There is a 24 ft cage/universal mma rules will apply.

I am looking for fighters at 69kg,78kg,84kg and 93kg

records from 0-0-0 .

There are fight purses available for all pro fighters!! And the winners of each fight in each category!!.

And a bonus purses up for grabs for fight of the NIGHT!!!

Please contact me by email [email protected]

Thanks.


----------



## adamjowens (Jan 4, 2009)

intersting, i have family who fight in aberdeen, ill see what the score is and give you an email


----------



## lez1928 (May 15, 2009)

Hi, im well interested, is there any more info you can provide???


----------



## judokalypse_now (May 25, 2009)

i sent you an email

about the event thanks


----------



## Imy (Jul 20, 2007)

Do you have a poster/website with info on?

I know a few people that might want to go down.
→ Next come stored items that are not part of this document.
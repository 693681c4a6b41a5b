//! Cell value formatters and label helpers the grid calls back into.
//!
//! # Example
//!
//! ```
//! use grid_locale::format::{FormattedValue, ValueFormatterParams, format_number, to_title_case};
//! use serde_json::json;
//!
//! assert_eq!(to_title_case("pivot_mode"), "Pivot Mode");
//!
//! let params: ValueFormatterParams = serde_json::from_value(json!({"value": 1234.5})).unwrap();
//! assert_eq!(
//!     format_number(&params).unwrap(),
//!     FormattedValue::Text("1.234,50".into())
//! );
//! ```

use serde::{Deserialize, Deserializer};
use serde_json::Value;
use tracing::trace;

/// Largest fraction digit count the grid host accepts.
pub const MAX_FRACTION_DIGITS: u8 = 20;

/// Errors from formatter callbacks.
#[derive(Debug, Clone, PartialEq, Eq)]
pub enum FormatError {
    /// The cell value was present but not numeric.
    NotANumber { found: &'static str },
    /// Formatting options are inconsistent.
    InvalidOptions(String),
}

impl std::fmt::Display for FormatError {
    fn fmt(&self, f: &mut std::fmt::Formatter<'_>) -> std::fmt::Result {
        match self {
            Self::NotANumber { found } => write!(f, "expected a number, found {found}"),
            Self::InvalidOptions(msg) => write!(f, "invalid number format options: {msg}"),
        }
    }
}

impl std::error::Error for FormatError {}

/// Title-case a label.
///
/// Underscores become spaces, the text is lowercased, then the first
/// character of each whitespace-delimited word is uppercased. Whitespace
/// is kept exactly as given.
#[must_use]
pub fn to_title_case(input: &str) -> String {
    let lowered = input.replace('_', " ").to_lowercase();
    let mut out = String::with_capacity(lowered.len());
    let mut at_word_start = true;

    for ch in lowered.chars() {
        if ch.is_whitespace() {
            at_word_start = true;
            out.push(ch);
        } else if at_word_start {
            out.extend(ch.to_uppercase());
            at_word_start = false;
        } else {
            out.push(ch);
        }
    }

    out
}

/// Decimal formatting options.
///
/// Defaults are the pt-BR grid settings: two fixed fraction digits, `.`
/// between thousands and `,` before the fraction.
#[derive(Debug, Clone, PartialEq, Eq, Deserialize)]
#[serde(default, rename_all = "camelCase")]
pub struct NumberFormatOptions {
    /// Fraction digits always shown (zero padded).
    pub min_fraction_digits: u8,
    /// Fraction digits kept after rounding.
    pub max_fraction_digits: u8,
    /// Whether the integer part is split into groups of three.
    pub use_grouping: bool,
    /// Character placed before the fraction digits.
    pub decimal_separator: char,
    /// Character placed between thousands groups.
    pub grouping_separator: char,
}

impl Default for NumberFormatOptions {
    fn default() -> Self {
        Self::pt_br()
    }
}

impl NumberFormatOptions {
    /// Brazilian Portuguese settings with two fraction digits.
    #[must_use]
    pub const fn pt_br() -> Self {
        Self {
            min_fraction_digits: 2,
            max_fraction_digits: 2,
            use_grouping: true,
            decimal_separator: ',',
            grouping_separator: '.',
        }
    }

    /// Set both fraction digit bounds.
    #[must_use]
    pub fn with_fraction_digits(mut self, min: u8, max: u8) -> Self {
        self.min_fraction_digits = min;
        self.max_fraction_digits = max;
        self
    }

    /// Enable or disable thousands grouping.
    #[must_use]
    pub fn with_grouping(mut self, use_grouping: bool) -> Self {
        self.use_grouping = use_grouping;
        self
    }

    /// Check that the digit bounds are usable.
    pub fn validate(&self) -> Result<(), FormatError> {
        if self.max_fraction_digits > MAX_FRACTION_DIGITS {
            return Err(FormatError::InvalidOptions(format!(
                "maxFractionDigits {} exceeds {MAX_FRACTION_DIGITS}",
                self.max_fraction_digits
            )));
        }
        if self.min_fraction_digits > self.max_fraction_digits {
            return Err(FormatError::InvalidOptions(format!(
                "minFractionDigits {} is greater than maxFractionDigits {}",
                self.min_fraction_digits, self.max_fraction_digits
            )));
        }
        Ok(())
    }
}

/// Format `value` with the given separators and digit bounds.
///
/// Rounds to `max_fraction_digits`, then drops trailing zeros down to
/// `min_fraction_digits`. Negative values (negative zero included) carry a
/// leading `-`. Non-finite values render as `NaN`, `∞` and `-∞`; cell
/// payloads are JSON and cannot carry them, so only direct callers see these.
///
/// Options are assumed valid; see [`NumberFormatOptions::validate`].
#[must_use]
pub fn format_decimal(value: f64, options: &NumberFormatOptions) -> String {
    if value.is_nan() {
        return "NaN".to_string();
    }
    let sign = if value.is_sign_negative() { "-" } else { "" };
    if value.is_infinite() {
        return format!("{sign}∞");
    }

    let min = usize::from(options.min_fraction_digits);
    let max = usize::from(options.max_fraction_digits).max(min);
    let fixed = format!("{:.*}", max, value.abs());
    let (int_part, frac_part) = fixed.split_once('.').unwrap_or((fixed.as_str(), ""));

    let mut frac = frac_part.to_string();
    while frac.len() > min && frac.ends_with('0') {
        frac.pop();
    }

    let mut out = String::with_capacity(fixed.len() + fixed.len() / 3 + 1);
    out.push_str(sign);
    if options.use_grouping {
        let len = int_part.len();
        for (i, digit) in int_part.chars().enumerate() {
            if i > 0 && (len - i) % 3 == 0 {
                out.push(options.grouping_separator);
            }
            out.push(digit);
        }
    } else {
        out.push_str(int_part);
    }
    if !frac.is_empty() {
        out.push(options.decimal_separator);
        out.push_str(&frac);
    }
    out
}

/// Payload the grid passes to a value formatter.
///
/// `value` distinguishes an absent field (`None`, the host's `undefined`)
/// from an explicit `null` (`Some(Value::Null)`).
#[derive(Debug, Clone, Default, PartialEq, Deserialize)]
pub struct ValueFormatterParams {
    #[serde(default, deserialize_with = "deserialize_present")]
    pub value: Option<Value>,
}

impl ValueFormatterParams {
    /// Params for a numeric cell, or `None` when `value` is `NaN` or
    /// infinite (JSON has no representation for either).
    #[must_use]
    pub fn number(value: f64) -> Option<Self> {
        serde_json::Number::from_f64(value).map(|n| Self {
            value: Some(Value::Number(n)),
        })
    }

    /// Params for a cell with an explicit `null`.
    #[must_use]
    pub fn null() -> Self {
        Self {
            value: Some(Value::Null),
        }
    }

    /// Params for a cell with no value at all.
    #[must_use]
    pub fn missing() -> Self {
        Self { value: None }
    }
}

fn deserialize_present<'de, D>(deserializer: D) -> Result<Option<Value>, D::Error>
where
    D: Deserializer<'de>,
{
    Value::deserialize(deserializer).map(Some)
}

/// What a value formatter hands back to the grid.
#[derive(Debug, Clone, PartialEq)]
pub enum FormattedValue {
    /// Display text for the cell.
    Text(String),
    /// The original `value`, returned untouched so the grid renders its
    /// own placeholder.
    PassThrough(Option<Value>),
}

impl FormattedValue {
    /// Convert to the JSON the host expects (`None` meaning `undefined`).
    #[must_use]
    pub fn into_json(self) -> Option<Value> {
        match self {
            Self::Text(s) => Some(Value::String(s)),
            Self::PassThrough(v) => v,
        }
    }
}

/// pt-BR number formatter for grid cells: two fixed fraction digits.
///
/// Missing and `null` values pass through unchanged; non-numeric values
/// are rejected.
pub fn format_number(params: &ValueFormatterParams) -> Result<FormattedValue, FormatError> {
    format_number_with(params, &NumberFormatOptions::pt_br())
}

/// [`format_number`] with explicit options.
pub fn format_number_with(
    params: &ValueFormatterParams,
    options: &NumberFormatOptions,
) -> Result<FormattedValue, FormatError> {
    options.validate()?;
    match &params.value {
        None | Some(Value::Null) => {
            trace!(value = ?params.value, "formatter pass-through");
            Ok(FormattedValue::PassThrough(params.value.clone()))
        }
        Some(Value::Number(n)) => n
            .as_f64()
            .map(|v| FormattedValue::Text(format_decimal(v, options)))
            .ok_or(FormatError::NotANumber { found: "number" }),
        Some(other) => Err(FormatError::NotANumber {
            found: json_kind(other),
        }),
    }
}

fn json_kind(value: &Value) -> &'static str {
    match value {
        Value::Null => "null",
        Value::Bool(_) => "boolean",
        Value::Number(_) => "number",
        Value::String(_) => "string",
        Value::Array(_) => "array",
        Value::Object(_) => "object",
    }
}

#[cfg(test)]
mod tests {
    use super::*;
    use serde_json::json;

    fn text(s: &str) -> FormattedValue {
        FormattedValue::Text(s.to_string())
    }

    #[test]
    fn title_case_snake_key() {
        assert_eq!(to_title_case("row_group_panel"), "Row Group Panel");
    }

    #[test]
    fn title_case_empty() {
        assert_eq!(to_title_case(""), "");
    }

    #[test]
    fn title_case_mixed_input() {
        assert_eq!(to_title_case("already Title"), "Already Title");
        assert_eq!(to_title_case("SHOUTING_KEY"), "Shouting Key");
    }

    #[test]
    fn title_case_keeps_whitespace() {
        assert_eq!(to_title_case("  two  spaces\tand_tab "), "  Two  Spaces\tAnd Tab ");
        assert_eq!(to_title_case("__"), "  ");
    }

    #[test]
    fn title_case_non_ascii() {
        assert_eq!(to_title_case("ÁREA_empilhada"), "Área Empilhada");
        assert_eq!(to_title_case("são paulo"), "São Paulo");
    }

    #[test]
    fn decimal_pt_br() {
        let opts = NumberFormatOptions::pt_br();
        assert_eq!(format_decimal(1234.5, &opts), "1.234,50");
        assert_eq!(format_decimal(0.0, &opts), "0,00");
        assert_eq!(format_decimal(999.999, &opts), "1.000,00");
        assert_eq!(format_decimal(1_234_567.891, &opts), "1.234.567,89");
        assert_eq!(format_decimal(-42.1, &opts), "-42,10");
        assert_eq!(format_decimal(100.0, &opts), "100,00");
    }

    #[test]
    fn decimal_negative_zero_keeps_sign() {
        assert_eq!(format_decimal(-0.0, &NumberFormatOptions::pt_br()), "-0,00");
    }

    #[test]
    fn decimal_non_finite() {
        let opts = NumberFormatOptions::pt_br();
        assert_eq!(format_decimal(f64::NAN, &opts), "NaN");
        assert_eq!(format_decimal(f64::INFINITY, &opts), "∞");
        assert_eq!(format_decimal(f64::NEG_INFINITY, &opts), "-∞");
    }

    #[test]
    fn decimal_trims_to_min_digits() {
        let opts = NumberFormatOptions::pt_br().with_fraction_digits(0, 3);
        assert_eq!(format_decimal(1.5, &opts), "1,5");
        assert_eq!(format_decimal(2.0, &opts), "2");
        assert_eq!(format_decimal(0.1234, &opts), "0,123");
    }

    #[test]
    fn decimal_without_grouping() {
        let opts = NumberFormatOptions::pt_br().with_grouping(false);
        assert_eq!(format_decimal(1_234_567.0, &opts), "1234567,00");
    }

    #[test]
    fn options_validation() {
        assert!(NumberFormatOptions::pt_br().validate().is_ok());
        assert!(matches!(
            NumberFormatOptions::pt_br().with_fraction_digits(3, 2).validate(),
            Err(FormatError::InvalidOptions(_))
        ));
        assert!(
            NumberFormatOptions::pt_br()
                .with_fraction_digits(0, 21)
                .validate()
                .is_err()
        );
    }

    #[test]
    fn options_from_partial_json() {
        let opts: NumberFormatOptions =
            serde_json::from_value(json!({"maxFractionDigits": 4, "minFractionDigits": 1}))
                .unwrap();
        assert_eq!(opts.max_fraction_digits, 4);
        assert_eq!(opts.min_fraction_digits, 1);
        assert_eq!(opts.decimal_separator, ',');
        assert!(opts.use_grouping);
    }

    #[test]
    fn format_number_values() {
        assert_eq!(
            format_number(&ValueFormatterParams::number(1234.5).unwrap()).unwrap(),
            text("1.234,50")
        );
        assert_eq!(
            format_number(&ValueFormatterParams::number(0.0).unwrap()).unwrap(),
            text("0,00")
        );
    }

    #[test]
    fn non_finite_numbers_have_no_params() {
        assert_eq!(ValueFormatterParams::number(f64::NAN), None);
        assert_eq!(ValueFormatterParams::number(f64::INFINITY), None);
        assert_eq!(ValueFormatterParams::number(f64::NEG_INFINITY), None);
    }

    #[test]
    fn format_number_extremes() {
        let max = ValueFormatterParams::number(f64::MAX).unwrap();
        let FormattedValue::Text(out) = format_number(&max).unwrap() else {
            panic!("expected text");
        };
        assert!(out.starts_with("179.769.313.486.231.570"));
        assert!(out.ends_with(",00"));

        let tiny = ValueFormatterParams::number(-f64::MIN_POSITIVE).unwrap();
        assert_eq!(format_number(&tiny).unwrap(), text("-0,00"));
    }

    #[test]
    fn format_number_rejects_out_of_range_json() {
        assert!(serde_json::from_str::<ValueFormatterParams>(r#"{"value": 1e400}"#).is_err());
    }

    #[test]
    fn format_number_integer_json() {
        let params = ValueFormatterParams {
            value: Some(json!(1500)),
        };
        assert_eq!(format_number(&params).unwrap(), text("1.500,00"));
    }

    #[test]
    fn format_number_passes_through_null_and_missing() {
        assert_eq!(
            format_number(&ValueFormatterParams::null()).unwrap(),
            FormattedValue::PassThrough(Some(Value::Null))
        );
        assert_eq!(
            format_number(&ValueFormatterParams::missing()).unwrap(),
            FormattedValue::PassThrough(None)
        );
    }

    #[test]
    fn format_number_rejects_non_numeric() {
        let params = ValueFormatterParams {
            value: Some(json!("12,5")),
        };
        assert_eq!(
            format_number(&params),
            Err(FormatError::NotANumber { found: "string" })
        );
        let params = ValueFormatterParams {
            value: Some(json!(true)),
        };
        assert_eq!(
            format_number(&params).unwrap_err().to_string(),
            "expected a number, found boolean"
        );
    }

    #[test]
    fn format_number_with_invalid_options() {
        let opts = NumberFormatOptions::pt_br().with_fraction_digits(5, 1);
        assert!(format_number_with(&ValueFormatterParams::number(1.0).unwrap(), &opts).is_err());
    }

    #[test]
    fn params_distinguish_null_from_missing() {
        let missing: ValueFormatterParams = serde_json::from_value(json!({})).unwrap();
        let null: ValueFormatterParams = serde_json::from_value(json!({"value": null})).unwrap();
        assert_eq!(missing, ValueFormatterParams::missing());
        assert_eq!(null, ValueFormatterParams::null());
    }

    #[test]
    fn formatted_value_into_json() {
        assert_eq!(text("1,00").into_json(), Some(json!("1,00")));
        assert_eq!(FormattedValue::PassThrough(None).into_json(), None);
        assert_eq!(
            FormattedValue::PassThrough(Some(Value::Null)).into_json(),
            Some(Value::Null)
        );
    }
}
I might even be able to attend in November, we'll see!


----------



## mmapromotions.co.uk_craig (May 28, 2009)

Some more information for you.

Website currently under construction, hoping to have it up in the next week or two (www.fightclubonline.co.uk).

As for the event, looks like we'll be hosting a smaller event (350 crowd) in Aberdeen in September/October time and a larger event (1000-2000 crowd) in February next year (negotiations are still on going).

As for competing in the event, we will have an online form available from the above website explaining all rules/conditions etc before the end of the weekend, but please continue to get in touch. Contact either [email protected] or [email protected] (copy both) and we will get back to you with any questions as soon as possible.

Priority will be given to Aberdeen fighters - however, we do want to invite a few fighters from other areas.

Please get in touch, and look forward to hearing from you.

Cheers,

Craig


----------



## JamesSBG (Jun 5, 2009)

Hi, my name is James and I would me more than willng to participate in the event. I train in Aberdeen (Aliveness GYM). Not very experienced but would like to see what level I am at.

My e-mail address is [email protected]

I would be looking to fight at 83kg. Please get back to me or send me an e-mail.

Cheers.


----------



## Imy (Jul 20, 2007)

mmapromotions.co.uk said:


> Hello! i am looking for amateur, semi-pro and pro fighters to compete in my event in november 27th.
> 
> The event is in Aberdeen.
> 
> ...


Quick question, are the amateur, semi-pro and pro competitions seperate competitions, or all one?


----------



## JamesSBG (Jun 5, 2009)

I wish to wthdraw my interest - my coach said it was way too soon.

Hope you have a good event and ill probably be there in the audience rather than the octagon.


----------



## tubz1986 (Jun 18, 2009)

i sent you an email and would be very interested in hearing more info, im from ireland and would have at least 4 ighters ready for the event.


----------



## jerryadhd (Jul 13, 2009)

Is the event fullbooked?


----------



## Kampfsportabend (Jul 22, 2009)

mmapromotions.co.uk said:


> Hello! i am looking for amateur, semi-pro and pro fighters to compete in my event in november 27th.
> 
> The event is in Aberdeen.
> 
> ...


hello from Germany,

we have fighters with record 0-0-0 and would try.

1) 88 Kg

2) 95 Kg

please leave me Your private message for clearing of conditions.

Kind regards,

Tema Peter Althof / Germany


----------



## trapper (Aug 22, 2009)

Hello, my name is joe. i live in Canada and i'm coming to england in november with my roomate who is from england. i train in mma and was thinking about finding a fight i could do well i'm over there. we will be in england from from november 12 till november 23. than it's back to canada. if you know of any events or some names of people to contact please let me know. thank you very much. joe k


----------